EKI Energy Services’ shares gained a sharp recovery after the company’s share price reached a 52-week low of ₹ 511.95 apiece on 17 February 2023. Its shares are currently locked in a 10% upper circuit at ₹ 832.70 apiece on the bourses. This indicates that they have gained 62.65% in the past five days.
Investors cheered as the Union Environment Ministry on Friday, published a list of activities that may be taken into account for trading of carbon credits on a global market, in accordance with Article 6.2 of the Paris Agreement. These activities include Greenhouse Gas (GHG) mitigation activities, alternate materials, and removal activities.
“These activities will facilitate adoption/transfer of emerging technologies and may be used to mobilise international finance in India,” said the Government of India.
EKI Energy Services Ltd. is a leading Carbon Credit Developer & Supplier across the globe. It is the first ever company to list a Plastic Project from India with Verra – a global accreditation standard located in Washington, USA.
The company is listed on the Bombay Stock Exchange and has given multibagger returns to its investors in the past. Its shares got listed in 2021, and since then, its share price has increased from ₹ 40.51 to ₹ 832.70, giving multibagger returns of 1955.54%. Therefore, if an investor would have invested ₹ 1 lakh in the company’s shares two years ago, the value of their holdings would have been ₹ 20.55 lakhs today.

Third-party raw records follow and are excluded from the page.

//! Off-chain message signing with self-verification.
//!
//! The wallet's signature is checked against the message and the connected
//! account before it is shown. A signer that returns bytes which do not
//! verify produces `"signature invalid"`, never a success.

use chain_sol::signature::encode_signature;
use chain_sol::Address;

use crate::config::Config;
use crate::error::{ValidationError, WorkflowError};
use crate::outcome::{Artifact, Outcome};
use crate::session::MessageSigner;
use crate::validate::{require_account, require_message};
use crate::verify::SignatureVerifier;

/// Sign `message_text` with the wallet's signing capability and return the
/// Base58 signature.
pub async fn sign_message<V>(
    account: Option<&Address>,
    signer: Option<&dyn MessageSigner>,
    verifier: &V,
    message_text: &str,
    config: &Config,
) -> Outcome
where
    V: SignatureVerifier + ?Sized,
{
    let result = try_sign_message(account, signer, verifier, message_text, config).await;
    if let Err(err) = &result {
        tracing::warn!(kind = err.kind(), reason = %err, "message signing failed");
    }
    result.into()
}

async fn try_sign_message<V>(
    account: Option<&Address>,
    signer: Option<&dyn MessageSigner>,
    verifier: &V,
    message_text: &str,
    config: &Config,
) -> Result<Artifact, WorkflowError>
where
    V: SignatureVerifier + ?Sized,
{
    let account = require_account(account)?;
    let signer = signer.ok_or(ValidationError::SigningUnsupported)?;
    let payload = require_message(message_text)?;

    tracing::debug!(%account, bytes = payload.as_bytes().len(), "requesting message signature");
    let signature = signer.sign_message(payload.as_bytes()).await?;

    if config.verify_message_signatures {
        if !verifier.verify(&signature, payload.as_bytes(), account.as_bytes()) {
            tracing::error!(%account, "wallet returned a signature that does not verify");
            return Err(WorkflowError::Integrity);
        }
    } else {
        tracing::warn!("message signature self-verification is disabled");
    }

    let encoded = encode_signature(&signature);
    tracing::info!(%account, signature = %encoded, "message signed");
    Ok(Artifact::MessageSignature(encoded))
}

However, it is important to note that its share price has fallen by 57.68% in the past year. Its unadjusted share price reached an all-time high of ₹ 12599.95 apiece on 24th January 2022 and its all-time low was on 07 April 2021, at ₹ 140 apiece.
The carbon credit developer’s share price declined sharply last week as its new auditor raised concerns over its financial statements. Walker Chandiok & Co allegedly cited non-compliance with accounting standards and revenue recognition norms. EKI Energy, however, refuted the allegations.
EKI Energy has a market capitalization of ₹ 2,082 crores. It has an excellent return on equity of 176.46% and an ideal debt-to-equity ratio of 0.01%. Its shares were trading at a price-to-book value of 5.08.